What I noticed in myself was after I had extracted a lot of great GMing approaches and play style approaches through conversations online with gamers equally interested in things like living worlds and non-railroad adventures, was I started to get trapped in a way of thinking that reflected online conversation but had flaws when dealing with the realities of actual table play. Which is to say no table is made up ever of purely X or Y players. And it can be really hard to sustain games that prioritize a kind of purity of style. Further, on the mechanical side, stuff like bennies can be perfectly fun and enjoyable in that type of campaign. Learning to take the good I got out of these conversations (many of the techniques I have talked about for establishing living worlds and running adventures more structured around characters and NPCs), but also learning to be more open minded again and not always see things through the prism of online conversation took some time. In the end what works for me is focusing on the needs of the table I have before me, not allowing online conversations to occupy space in my head rent free.
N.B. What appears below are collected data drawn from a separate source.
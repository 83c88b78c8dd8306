//! # Host Bridge Traits
//!
//! Platform abstraction traits that must be implemented by each host platform.
//!
//! ## Overview
//!
//! This crate defines the contract between the playback core and
//! platform-specific implementations. Each trait represents a capability the
//! core requires but that is provided differently per platform (desktop,
//! Android, iOS).
//!
//! ## Traits
//!
//! - [`HttpClient`](http::HttpClient) - Async HTTP transport for upstream reads
//! - [`StorageContext`](storage::StorageContext) - Where the app may keep files
//!
//! ## Platform Requirements
//!
//! | Platform | Implementation Crate | Status |
//! |----------|---------------------|--------|
//! | Desktop  | `bridge-desktop`    | ✅ Available |
//! | Android  | TBD                 | 📋 Planned |
//! | iOS      | TBD                 | 📋 Planned |
//!
//! ## Error Handling
//!
//! All bridge traits use the [`BridgeError`](error::BridgeError) type.
//! Platform implementations should convert platform-specific errors to
//! `BridgeError` and keep the failing URL or path in the message.
//!
//! ## Thread Safety
//!
//! All bridge traits require `Send + Sync` so a single implementation can be
//! shared across concurrent playback sessions.

pub mod error;
pub mod http;
pub mod storage;

pub use error::BridgeError;

// Re-export commonly used types
pub use http::{
    ByteRange, ByteStream, HttpClient, HttpMethod, HttpRequest, HttpResponse, HttpStreamResponse,
};
pub use storage::StorageContext;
And this is really important in design in my opinion and a door that swings both ways depending on what you want to do. Just to give a couple of more examples here, one from my own design and one from a more known game. I just moved so I don't have the rulebook on hand and it has been a while since I read it, but Numenera takes metacurrency with but grounds it in the setting by making it Effort. I am not saying metacurrency always needs that sort of explanation. But what that achieves it is bridges a divide, and it reflects an understanding of lines that exist in the heads of certain gamers around metacurrency. I know for me it was more palatable when it came out when I was in a phase of not being as open to metacurrencies. It didn't win everyone over, and not everyone is a fan, but I appreciated the idea behind it. Similarly I have tried to introduce more dramatic elements into my sandboxes, but I am very aware of my audience and of the 'simulationsist' mindset, so I grounded that stuff in the cosmology itself (as you point out the key thing is the world being separate from the character). So I made fate a force like gravity and fate is largely responsible for all the dramatic elements. When a character does anything that moves in the direction of their fate, they get a bonus. And I also included ideas like fated encounters. These tie with the cosmology but they are opportunities for introducing ongoing dramatic threads as well. Now you could do that in ways that Pemerton has described and that would work, but my goal was to do it in a way that I felt would appeal to sandbox players (and you meet a lot of sandbox players who don't want metacurrency or approaches that alter the player-GM relationship). And I have taken this further in newer games I work on. I've even drawn on messing around with the GM-player relationship in ways Pemerton has described (I usually do it either in ways I feel my audience will accept or as a deliberate way of injecting the surreal when that is called for). I wouldn't be able to do that if I was only playing games one way or not exposing myself to other approaches.